President at the International Sea Level Institute

Today I got a message from an environmental group advising it was World Elephant Day. Pachyderms are amazing creatures worthy of our respect and protection.

It got me thinking however, since I often talk about the “elephant in the room” referring to the glaciers in Greenland and Antarctica. They are the proverbial elephants in the room in terms of potential sea level rise (SLR).

Normally “the elephant in the room” refers to some huge presence or factor that we ignore for one reason or another. In the case of the rising concern about sea level that big factor that we ignore or cannot see is a major problem.

Already, streets are flooding like never before, from Miami to San Francisco and from Boston to Bangladesh — in fact, low-lying coastal areas all over the world. Major projections from the UN and various scientific groups have been projecting a possible foot of SLR by mid century and as much as three feet byh the end of this century.
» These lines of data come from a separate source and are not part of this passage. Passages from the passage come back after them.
use std::path::PathBuf;
use thiserror::Error;

/// Central error type for the entire launcher backend.
/// Every module returns `Result<T, LauncherError>`.
#[derive(Debug, Error)]
pub enum LauncherError {
    // ── IO ──────────────────────────────────────────────
    #[error("IO error at {path:?}: {source}")]
    Io {
        path: PathBuf,
        source: std::io::Error,
    },

    // ── Network ─────────────────────────────────────────
    #[error("HTTP request failed: {0}")]
    Http(#[from] reqwest::Error),

    #[error("Download failed for {url}: HTTP {status}")]
    DownloadFailed { url: String, status: u16 },

    #[error("Download of {url} failed after exhausting retries: {reason}")]
    RetriesExhausted { url: String, reason: String },

    // ── Integrity ───────────────────────────────────────
    #[error("SHA-1 mismatch for {path:?}: expected {expected}, got {actual}")]
    Sha1Mismatch {
        path: PathBuf,
        expected: String,
        actual: String,
    },

    // ── Manifest ────────────────────────────────────────
    #[error("Version manifest is malformed: {0}")]
    ManifestShape(String),

    #[error("Invalid Maven coordinate: {0}")]
    InvalidMavenCoordinate(String),

    // ── JSON ────────────────────────────────────────────
    #[error("JSON error: {0}")]
    Json(#[from] serde_json::Error),

    // ── Instances ───────────────────────────────────────
    #[error("Game instance not found: {0}")]
    GameNotFound(String),

    #[error("Game instance already exists: {0}")]
    GameAlreadyExists(String),

    // ── Java ────────────────────────────────────────────
    #[error("Java execution failed: {0}")]
    JavaExecution(String),

    // ── Loaders ─────────────────────────────────────────
    #[error("Loader error: {0}")]
    Loader(String),

    #[error("Loader API unreachable: {0}")]
    LoaderApi(String),

    #[error("Loader {0} is not supported yet")]
    UnsupportedLoader(String),

    // ── Archive ─────────────────────────────────────────
    #[error("Zip extraction error: {0}")]
    Zip(#[from] zip::result::ZipError),

    // ── Generic ─────────────────────────────────────────
    #[error("{0}")]
    Other(String),
}

/// Convenience alias used throughout the crate.
pub type LauncherResult<T> = Result<T, LauncherError>;

impl From<std::io::Error> for LauncherError {
    fn from(source: std::io::Error) -> Self {
        LauncherError::Io {
            path: PathBuf::new(),
            source,
        }
    }
}
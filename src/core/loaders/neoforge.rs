// ─── NeoForge Installer ───
// Same situation as Forge: explicit unsupported result.

use async_trait::async_trait;

use super::context::InstallContext;
use super::installer::{InstallerEntry, LoaderInstaller, LoaderKind};
use crate::core::error::{LauncherError, LauncherResult};

pub struct NeoForgeInstaller;

impl NeoForgeInstaller {
    pub fn new(_client: reqwest::Client) -> Self {
        Self
    }
}

#[async_trait]
impl LoaderInstaller for NeoForgeInstaller {
    async fn list_versions(
        &self,
        _game_version: &str,
    ) -> LauncherResult<Option<Vec<InstallerEntry>>> {
        Err(LauncherError::UnsupportedLoader(
            LoaderKind::NeoForged.to_string(),
        ))
    }

    async fn install(
        &self,
        _entry: &InstallerEntry,
        _ctx: InstallContext<'_>,
    ) -> LauncherResult<()> {
        Err(LauncherError::UnsupportedLoader(
            LoaderKind::NeoForged.to_string(),
        ))
    }
}
// ─── Forge Installer ───
// Forge's installer format (processors, mapped client patches) is not
// implemented. Both operations return an explicit unsupported error
// instead of silently doing nothing.

use async_trait::async_trait;

use super::context::InstallContext;
use super::installer::{InstallerEntry, LoaderInstaller, LoaderKind};
use crate::core::error::{LauncherError, LauncherResult};

pub struct ForgeInstaller;

impl ForgeInstaller {
    pub fn new(_client: reqwest::Client) -> Self {
        Self
    }
}

#[async_trait]
impl LoaderInstaller for ForgeInstaller {
    async fn list_versions(
        &self,
        _game_version: &str,
    ) -> LauncherResult<Option<Vec<InstallerEntry>>> {
        Err(LauncherError::UnsupportedLoader(
            LoaderKind::Forge.to_string(),
        ))
    }

    async fn install(
        &self,
        _entry: &InstallerEntry,
        _ctx: InstallContext<'_>,
    ) -> LauncherResult<()> {
        Err(LauncherError::UnsupportedLoader(
            LoaderKind::Forge.to_string(),
        ))
    }
}
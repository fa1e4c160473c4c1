use std::path::Path;

use crate::core::mirror::Mirror;
use crate::core::rules::RuleContext;

/// Everything an installer needs about the target instance.
pub struct InstallContext<'a> {
    pub root: &'a Path,
    pub game: &'a str,
    pub mirror: Mirror,
    pub client: &'a reqwest::Client,
    pub rule_ctx: &'a RuleContext,
}
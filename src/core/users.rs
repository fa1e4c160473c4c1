// ─── Users ───
// Opaque user records consumed by launch assembly. Credentials are
// externally supplied; no authentication protocol lives here.

use md5::{Digest, Md5};
use serde::{Deserialize, Serialize};

#[derive(Debug, Clone, Serialize, Deserialize)]
pub struct User {
    pub name: String,
    pub uuid: String,
    #[serde(rename = "type")]
    pub user_type: String,
    #[serde(default, skip_serializing_if = "Option::is_none")]
    pub access_token: Option<String>,
}

impl User {
    pub fn offline(name: &str) -> Self {
        Self {
            name: name.to_string(),
            uuid: offline_uuid(name),
            user_type: "offline".into(),
            access_token: None,
        }
    }
}

/// Offline UUID derivation: md5 of `OfflinePlayer:<name>` with the
/// version-3 and RFC 4122 variant bits set.
pub fn offline_uuid(name: &str) -> String {
    let mut hasher = Md5::new();
    hasher.update(format!("OfflinePlayer:{}", name).as_bytes());
    let digest: [u8; 16] = hasher.finalize().into();
    uuid::Builder::from_md5_bytes(digest)
        .into_uuid()
        .hyphenated()
        .to_string()
}

/// Validate the hyphenated UUID shape user input must satisfy.
pub fn is_valid_uuid(candidate: &str) -> bool {
    regex::Regex::new(
        r"^[0-9a-f]{8}-[0-9a-f]{4}-[0-9a-f]{4}-[0-9a-f]{4}-[0-9a-f]{12}$",
    )
    .map(|re| re.is_match(&candidate.to_ascii_lowercase()))
    .unwrap_or(false)
}

/// Validate a player name: 3-16 word characters.
pub fn is_valid_player_name(name: &str) -> bool {
    regex::Regex::new(r"^[a-zA-Z0-9_]{3,16}$")
        .map(|re| re.is_match(name))
        .unwrap_or(false)
}

#[cfg(test)]
mod tests {
    use super::*;

    #[test]
    fn offline_uuid_is_stable_and_well_formed() {
        let first = offline_uuid("Steve");
        let second = offline_uuid("Steve");
        assert_eq!(first, second);
        assert!(is_valid_uuid(&first));
        // Version nibble is 3 (name-based, md5).
        assert_eq!(&first[14..15], "3");
    }

    #[test]
    fn different_names_get_different_uuids() {
        assert_ne!(offline_uuid("Steve"), offline_uuid("Alex"));
    }

    #[test]
    fn uuid_validation_rejects_compact_form() {
        assert!(is_valid_uuid("00000000-0000-3000-8000-000000000000"));
        assert!(!is_valid_uuid("00000000000030008000000000000000"));
    }

    #[test]
    fn player_names_are_length_checked() {
        assert!(is_valid_player_name("Steve_123"));
        assert!(!is_valid_player_name("ab"));
        assert!(!is_valid_player_name("has spaces"));
    }
}
// ─── Launch Context ───
// The placeholder map consulted during argument expansion. Built once
// per launch, read-only while expanding.

use std::collections::BTreeMap;

#[derive(Debug, Clone, Default)]
pub struct LaunchContext {
    values: BTreeMap<String, String>,
}

impl LaunchContext {
    pub fn new() -> Self {
        Self::default()
    }

    pub fn set(&mut self, key: impl Into<String>, value: impl Into<String>) {
        self.values.insert(key.into(), value.into());
    }

    pub fn get(&self, key: &str) -> Option<&str> {
        self.values.get(key).map(String::as_str)
    }

    /// Substitute every `${placeholder}` occurrence. Placeholders with no
    /// entry in the context are left verbatim.
    pub fn expand(&self, template: &str) -> String {
        let mut out = template.to_string();
        for (key, value) in &self.values {
            let needle = format!("${{{}}}", key);
            if out.contains(&needle) {
                out = out.replace(&needle, value);
            }
        }
        out
    }
}

#[cfg(test)]
mod tests {
    use super::*;

    #[test]
    fn known_placeholders_are_substituted() {
        let mut ctx = LaunchContext::new();
        ctx.set("max", "4G");
        assert_eq!(ctx.expand("-Xmx${max}"), "-Xmx4G");
    }

    #[test]
    fn unknown_placeholders_stay_verbatim() {
        let ctx = LaunchContext::new();
        assert_eq!(ctx.expand("${unknown}"), "${unknown}");
    }

    #[test]
    fn multiple_occurrences_are_all_replaced() {
        let mut ctx = LaunchContext::new();
        ctx.set("natives_directory", "/tmp/natives");
        assert_eq!(
            ctx.expand("-Da=${natives_directory} -Db=${natives_directory}"),
            "-Da=/tmp/natives -Db=/tmp/natives"
        );
    }
}
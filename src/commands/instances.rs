use std::path::Path;

use crate::core::config::LauncherConfig;
use crate::core::error::{LauncherError, LauncherResult};
use crate::core::http::build_http_client;
use crate::core::install::install_game;
use crate::core::instance::{self, GameSettings};
use crate::core::launch::{launch, LaunchOptions};
use crate::core::loaders::{detect_loader, installed_patch_version};
use crate::core::version::effective_manifest;
use crate::core::version::VersionCatalog;

/// Instance names become directory names; keep them boring.
fn validate_instance_name(name: &str) -> LauncherResult<()> {
    let ok = !name.is_empty()
        && name.len() <= 64
        && name
            .chars()
            .all(|c| c.is_ascii_alphanumeric() || matches!(c, '-' | '_' | '.'))
        && name != "."
        && name != ".."
        && !name.starts_with('.');
    if ok {
        Ok(())
    } else {
        Err(LauncherError::Other(format!(
            "invalid instance name: {}",
            name
        )))
    }
}

pub async fn run_install(
    version: &str,
    name: Option<&str>,
    root: &Path,
    config: &LauncherConfig,
) -> LauncherResult<()> {
    let game = name.unwrap_or(version);
    validate_instance_name(game)?;

    let client = build_http_client()?;
    let catalog = VersionCatalog::fetch(&client, config.mirror).await?;
    let entry = catalog.find(version).ok_or_else(|| {
        LauncherError::Other(format!("version {} not found in the catalog", version))
    })?;

    install_game(&client, &entry.url, root, game, config.mirror).await?;
    println!("Installed {} as instance '{}'", version, game);
    Ok(())
}

pub async fn run_list(root: &Path) -> LauncherResult<()> {
    let games = instance::list_games(root).await?;
    if games.is_empty() {
        println!("No instances installed under {:?}", root);
        return Ok(());
    }

    for game in games {
        let source = match instance::load_manifest(root, &game).await {
            Ok(source) => source,
            Err(e) => {
                tracing::warn!("Skipping {} (unreadable manifest): {}", game, e);
                continue;
            }
        };
        let merged = effective_manifest(&source);
        let version = source.id.as_deref().unwrap_or("unknown").to_string();

        match detect_loader(&merged) {
            Some(kind) => {
                let loader_version = installed_patch_version(&source, kind)
                    .unwrap_or_else(|| "?".into());
                println!("{}  ({}, {} {})", game, version, kind, loader_version);
            }
            None => println!("{}  ({})", game, version),
        }
    }
    Ok(())
}

pub async fn run_launch(
    game: &str,
    user_name: Option<&str>,
    root: &Path,
    config: &LauncherConfig,
) -> LauncherResult<()> {
    if !instance::manifest_path(root, game).exists() {
        return Err(LauncherError::GameNotFound(game.to_string()));
    }
    if config.users.is_empty() {
        return Err(LauncherError::Other(
            "no users configured; add one with `craftcli users add <name>`".into(),
        ));
    }

    let user = match user_name {
        Some(name) => config
            .find_user(name)
            .ok_or_else(|| LauncherError::Other(format!("unknown user: {}", name)))?,
        None => &config.users[0],
    };

    let settings = GameSettings::load(root, game).await?;
    let client = build_http_client()?;

    let opts = LaunchOptions {
        root: root.to_path_buf(),
        game: game.to_string(),
        user: user.clone(),
        settings,
        mirror: config.mirror,
        default_java: config.java.clone(),
    };

    let status = launch(&client, &opts).await?;
    if status.success() {
        println!("Game exited cleanly");
    }
    Ok(())
}

pub async fn run_delete(game: &str, root: &Path) -> LauncherResult<()> {
    instance::delete_game(root, game).await?;
    println!("Deleted instance '{}'", game);
    Ok(())
}

#[cfg(test)]
mod tests {
    use super::*;

    #[test]
    fn instance_names_reject_path_tricks() {
        assert!(validate_instance_name("my-game_1.21").is_ok());
        assert!(validate_instance_name("").is_err());
        assert!(validate_instance_name("..").is_err());
        assert!(validate_instance_name("a/b").is_err());
        assert!(validate_instance_name(".hidden").is_err());
        assert!(validate_instance_name("has space").is_err());
    }
}
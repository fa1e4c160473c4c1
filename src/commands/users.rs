use crate::core::config::LauncherConfig;
use crate::core::error::{LauncherError, LauncherResult};
use crate::core::users::{is_valid_player_name, is_valid_uuid, offline_uuid, User};

pub fn run_user_add(
    name: &str,
    uuid: Option<&str>,
    config: &mut LauncherConfig,
) -> LauncherResult<()> {
    if !is_valid_player_name(name) {
        return Err(LauncherError::Other(format!(
            "invalid player name: {} (3-16 word characters)",
            name
        )));
    }
    if config.find_user(name).is_some() {
        return Err(LauncherError::Other(format!("user {} already exists", name)));
    }

    let uuid = match uuid {
        Some(explicit) => {
            if !is_valid_uuid(explicit) {
                return Err(LauncherError::Other(format!("invalid UUID: {}", explicit)));
            }
            explicit.to_string()
        }
        None => offline_uuid(name),
    };

    config.users.push(User {
        name: name.to_string(),
        uuid: uuid.clone(),
        user_type: "offline".into(),
        access_token: None,
    });
    config.save()?;
    println!("Added user {} ({})", name, uuid);
    Ok(())
}

pub fn run_user_list(config: &LauncherConfig) -> LauncherResult<()> {
    if config.users.is_empty() {
        println!("No users configured");
        return Ok(());
    }
    for user in &config.users {
        println!("{:<18} {:<38} {}", user.name, user.uuid, user.user_type);
    }
    Ok(())
}

pub fn run_user_remove(name: &str, config: &mut LauncherConfig) -> LauncherResult<()> {
    let before = config.users.len();
    config.users.retain(|u| u.name != name);
    if config.users.len() == before {
        return Err(LauncherError::Other(format!("unknown user: {}", name)));
    }
    config.save()?;
    println!("Removed user {}", name);
    Ok(())
}
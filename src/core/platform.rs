// ─── Platform ───
// Platform identity as Mojang manifests spell it: OS name, architecture
// tag, and the arch suffix used for native-library directories.

use std::collections::HashMap;

/// Platform snapshot consulted by the rule engine and native extraction.
#[derive(Debug, Clone)]
pub struct Platform {
    pub os_name: &'static str,
    pub arch: &'static str,
    pub os_version: String,
}

impl Platform {
    /// Detect the current platform once per run.
    pub fn current() -> Self {
        Self {
            os_name: os_name(),
            arch: arch_tag(),
            os_version: os_version(),
        }
    }

    /// Arch suffix for native directories: x64 carries none, everything
    /// else is tagged (e.g. `-arm64`, `-x86`).
    pub fn arch_suffix(&self) -> String {
        if self.arch == "x64" {
            String::new()
        } else {
            format!("-{}", self.arch)
        }
    }

    /// The `natives-<os>` tag without the arch suffix.
    pub fn natives_tag(&self) -> String {
        format!("natives-{}", self.os_name)
    }

    /// The `natives-<os><suffix>` tag, equal to [`Self::natives_tag`] on x64.
    pub fn natives_tag_with_suffix(&self) -> String {
        format!("natives-{}{}", self.os_name, self.arch_suffix())
    }

    /// Feature flags the rule engine sees by default (none).
    pub fn default_features(&self) -> HashMap<String, bool> {
        HashMap::new()
    }
}

/// Get the Mojang OS name for the current platform.
pub fn os_name() -> &'static str {
    if cfg!(target_os = "windows") {
        "windows"
    } else if cfg!(target_os = "macos") {
        "osx"
    } else {
        "linux"
    }
}

/// Architecture tag as rule `os.arch` constraints spell it.
pub fn arch_tag() -> &'static str {
    if cfg!(target_arch = "x86_64") {
        "x64"
    } else if cfg!(target_arch = "x86") {
        "x86"
    } else if cfg!(target_arch = "aarch64") {
        "arm64"
    } else {
        std::env::consts::ARCH
    }
}

/// OS version string matched by rule `os.version` regex patterns.
pub fn os_version() -> String {
    sysinfo::System::os_version().unwrap_or_default()
}

/// Platform-specific Java classpath separator.
pub fn classpath_separator() -> &'static str {
    if cfg!(target_os = "windows") {
        ";"
    } else {
        ":"
    }
}
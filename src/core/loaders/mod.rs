pub mod context;
pub mod fabric;
pub mod forge;
pub mod installer;
pub mod neoforge;
pub mod quilt;

pub use context::InstallContext;
pub use installer::{
    detect_loader, installed_patch_version, remove_patch, Installer, InstallerEntry,
    LoaderInstaller, LoaderKind,
};
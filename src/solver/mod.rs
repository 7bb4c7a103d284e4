//! The strategy library. Every strategy is reached through [`Solver`], which
//! `Strategy` implements with one exhaustive match.

pub mod belief;
pub mod constraint;
pub mod informed;
pub mod local;
pub mod qlearning;
pub mod uninformed;

use std::collections::VecDeque;

use indicatif::ProgressBar;
use log::debug;
use rand::seq::SliceRandom;
use rand::{Rng, RngCore};
use rustc_hash::FxHashSet;

use crate::board::Board;
use crate::config::SearchConfig;
use crate::node::{NodeId, Provenance, SearchTree, Terminal};
use crate::strategy::Strategy;

pub use belief::{Observation, ObservedCell, Percept};

/// One solve request, already validated.
#[derive(Debug, Clone)]
pub struct Problem {
    pub start: Board,
    pub goal: Board,
    /// Boards the sensorless search must drive to the goal together. Holds
    /// at least `start`.
    pub possible_starts: Vec<Board>,
}

impl Problem {
    pub fn new(start: Board, goal: Board) -> Self {
        Self {
            start,
            goal,
            possible_starts: vec![start],
        }
    }

    pub fn with_possible_starts(mut self, boards: impl IntoIterator<Item = Board>) -> Self {
        for board in boards {
            if !self.possible_starts.contains(&board) {
                self.possible_starts.push(board);
            }
        }
        self
    }
}

/// Caller-owned resources a strategy may draw on.
pub struct SearchContext<'a> {
    pub config: &'a SearchConfig,
    pub rng: &'a mut dyn RngCore,
    pub progress: Option<&'a ProgressBar>,
}

#[derive(Debug, Clone, Default)]
pub struct Outcome {
    pub terminal: Option<Terminal>,
    pub trace: Vec<Observation>,
}

impl Outcome {
    pub fn none() -> Self {
        Self::default()
    }

    pub fn found(terminal: Terminal) -> Self {
        Self {
            terminal: Some(terminal),
            trace: Vec::new(),
        }
    }
}

impl From<Option<Terminal>> for Outcome {
    fn from(terminal: Option<Terminal>) -> Self {
        Self {
            terminal,
            trace: Vec::new(),
        }
    }
}

pub trait Solver {
    fn search(&self, problem: &Problem, ctx: &mut SearchContext<'_>) -> Outcome;
}

impl Solver for Strategy {
    fn search(&self, problem: &Problem, ctx: &mut SearchContext<'_>) -> Outcome {
        let (start, goal) = (&problem.start, &problem.goal);
        let config = ctx.config;

        match self {
            Strategy::Bfs => uninformed::bfs(start, goal).into(),
            Strategy::Dfs => uninformed::dfs(start, goal).into(),
            Strategy::Ucs => uninformed::ucs(start, goal).into(),
            Strategy::Ids => uninformed::ids(start, goal, &config.ids).into(),
            Strategy::Greedy => informed::greedy(start, goal).into(),
            Strategy::AStar => informed::a_star(start, goal).into(),
            Strategy::IdaStar => informed::ida_star(start, goal).into(),
            Strategy::SimpleHillClimbing => {
                local::simple_hill_climbing(start, goal, &config.simple_hill_climbing, ctx.rng).into()
            }
            Strategy::SteepestHillClimbing => {
                local::steepest_hill_climbing(start, goal, &config.steepest_hill_climbing, ctx.rng).into()
            }
            Strategy::StochasticHillClimbing => {
                local::stochastic_hill_climbing(start, goal, &config.stochastic_hill_climbing, ctx.rng).into()
            }
            Strategy::SimulatedAnnealing => local::simulated_annealing(start, goal, &config.annealing, ctx.rng).into(),
            Strategy::LocalBeam => local::local_beam(start, goal, &config.beam).into(),
            Strategy::Genetic => local::genetic(start, goal, &config.genetic, ctx.rng).into(),
            Strategy::Backtracking => constraint::backtracking(start, goal, &config.backtracking).into(),
            Strategy::Ac3 => constraint::ac3(start, goal, &config.ac3).into(),
            Strategy::GenerateAndTest => {
                constraint::generate_and_test(start, goal, &config.generate_and_test, ctx.rng).into()
            }
            Strategy::AndOrGraph => belief::and_or_search(start, goal, &config.and_or).into(),
            Strategy::NoObservation => belief::no_observation(problem, &config.no_observation),
            Strategy::PartialObservation => belief::partial_observation(start, goal, &config.partial_observation),
            Strategy::QLearning => qlearning::solve(start, goal, &config.q_learning, ctx.rng, ctx.progress).into(),
        }
    }
}

/// Breadth-first search continuing inside `tree` from `from`, so the result
/// stays chained to whatever led to `from`.
pub(crate) fn bfs_within(tree: &mut SearchTree, from: NodeId) -> Option<NodeId> {
    let goal = *tree.goal();
    bfs_within_to(tree, from, &goal)
}

/// Like [`bfs_within`] but stops at an arbitrary `target` board.
pub(crate) fn bfs_within_to(tree: &mut SearchTree, from: NodeId, target: &Board) -> Option<NodeId> {
    let mut queue = VecDeque::from([from]);
    let mut visited = FxHashSet::default();

    while let Some(current) = queue.pop_front() {
        if tree.board(current) == target {
            return Some(current);
        }
        if !visited.insert(*tree.board(current)) {
            continue;
        }
        for child in tree.expand(current) {
            if !visited.contains(tree.board(child)) {
                queue.push_back(child);
            }
        }
    }

    None
}

/// The fallback used by incomplete strategies: a fresh breadth-first search
/// from the original start, flagged as reconstructed.
pub(crate) fn bfs_fallback(start: &Board, goal: &Board, strategy: Strategy) -> Option<Terminal> {
    debug!("{}: falling back to BFS from the original start", strategy);
    let mut tree = SearchTree::new(*goal, strategy);
    let root = tree.root(*start);
    bfs_within(&mut tree, root).map(|id| tree.into_terminal(id, Provenance::Reconstructed))
}

/// Random walk of `1..=max_moves` slides from `from`, recorded in the tree.
pub(crate) fn random_walk(tree: &mut SearchTree, from: NodeId, max_moves: u32, rng: &mut dyn RngCore) -> NodeId {
    let steps = rng.gen_range(1..=max_moves.max(1));
    walk(tree, from, steps, rng)
}

pub(crate) fn walk(tree: &mut SearchTree, from: NodeId, steps: u32, rng: &mut dyn RngCore) -> NodeId {
    let mut current = from;
    for _ in 0..steps {
        let moves = tree.board(current).possible_moves();
        if let Some(&next) = moves.choose(rng) {
            current = tree.child(current, next);
        }
    }
    current
}

#[cfg(test)]
mod tests {
    use super::*;
    use rand::rngs::StdRng;
    use rand::SeedableRng;

    #[test]
    fn walks_stay_chained_to_their_origin() {
        let mut rng = StdRng::seed_from_u64(7);
        let mut tree = SearchTree::new(Board::solved(), Strategy::SimpleHillClimbing);
        let root = tree.root(Board::solved());
        let end = random_walk(&mut tree, root, 10, &mut rng);

        let chain = tree.chain(end);
        assert_eq!(chain[0], root);
        assert!((2..=11).contains(&chain.len()));
        for pair in chain.windows(2) {
            assert!(tree.board(pair[0]).is_adjacent(tree.board(pair[1])));
        }
    }

    #[test]
    fn bfs_within_extends_an_existing_chain() {
        let goal = Board::solved();
        let mut tree = SearchTree::new(goal, Strategy::LocalBeam);
        let root = tree.root("123456078".parse().unwrap());
        let detour = tree.child(root, "123056478".parse().unwrap());
        let found = bfs_within(&mut tree, detour).unwrap();

        assert_eq!(tree.chain(found)[0], root);
        assert_eq!(tree.moves(found), 4);
    }

    #[test]
    fn fallback_is_flagged_reconstructed() {
        let terminal = bfs_fallback(&"123456708".parse().unwrap(), &Board::solved(), Strategy::Genetic).unwrap();
        assert_eq!(terminal.provenance(), Provenance::Reconstructed);
        assert_eq!(terminal.moves(), 1);
    }
}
Those possible 3 feet take into account the melting of glaciers from Alaska to the Alps and even Africa, and the minute expansion of seawater as the oceans warm. Those facts in SLR can be quantified fairly accurately, so they are tabulated.

What is rarely explained is that such projections omit the major glaciers in Greenland and Antarctica – the “elephants in the room” — or perhaps that should be the elephants that are preparing to go for a swim.

The reason they are omitted is that it is extremely difficult to predict exactly how quickly the glaciers will slide into the ocean, melt and run into the sea, or break off into icebergs – all of which have the effect to raise sea level worldwide.

Scientists do not want to report a number unless they have high confidence. Like predicting an earthquake, avalanche, tornado, or tsunami, large geophysical events like the collapse of the largest glaciers defy specific prediction. (For more, see

The fact is that we do not know exactly how quickly the large Jacobshavn (“yak-OBS-hov-en”) glacier of Greenland will slide into the sea causing about a foot and a half of global SLR. Nor the six unstable glaciers in West Antarctica known as the Pine Island Glaciers that have been calculated to hold ten feet of global SLR.

These are giant lumbering rivers of ice, a couple of miles thick, several miles wide, and tens of miles long. The fact that global temperatures are warmer than in all recorded history makes it extra difficult to know how long it will take for these to melt and add to sea level. What we do know is that they are melting faster and faster, ahead of most predictions.

So most studies measure the smaller glaciers in Alaska, in Glacier National Park or Kilimanjaro in Africa, where it is possible to get a reasonable estimate on the addition to sea level, plus the increased height from the warming ocean – all of which are effectively “the mice” in the room — the small stuff. In fact there are almost 200,000 smaller glaciers in the world that have been identified and are being tracked. Nearly all are shrinking and will disappear. The total of those gets us to about 3 feet of sea level rise this century.

The elephants are the big glaciers of Greenland and Antarctica, which effectively do not fit on the scale and thus cannot be measured along with the mice.

Perhaps visualizing an elephant getting ready to enter a home swimming pool helps to make the image. It is easy to grasp that the water level would rise and flow over the edge of the pool.
Similarly, the melting ‘elephants’ of Antarctica and Greenland are starting to have a noticeable effect on the water level of the global ocean. The ten or twelve feet of rise that will come from just the half dozen individual glaciers identified above is something for which we need to begin planning ASAP.

Those few glaciers are just the beginning. The larger areas of Greenland and Antarctica, the giant sheets miles thick, represent roughly two hundred feet of potential sea level rise. That has not melted for tens of millions of years. Let’s hope we can get our act together and slow the warming, so that does not happen for thousands of years.

But in the meantime, regardless of our success at slowing the warming, it is time to start planning for higher sea levels and a shifting shoreline.

The “elephants” of Greenland and Antarctica are on the move, flexing their big bodies, and getting ready to go for a swim in the ocean.

We have time to begin adapting to the new reality, but we really have no time to waste.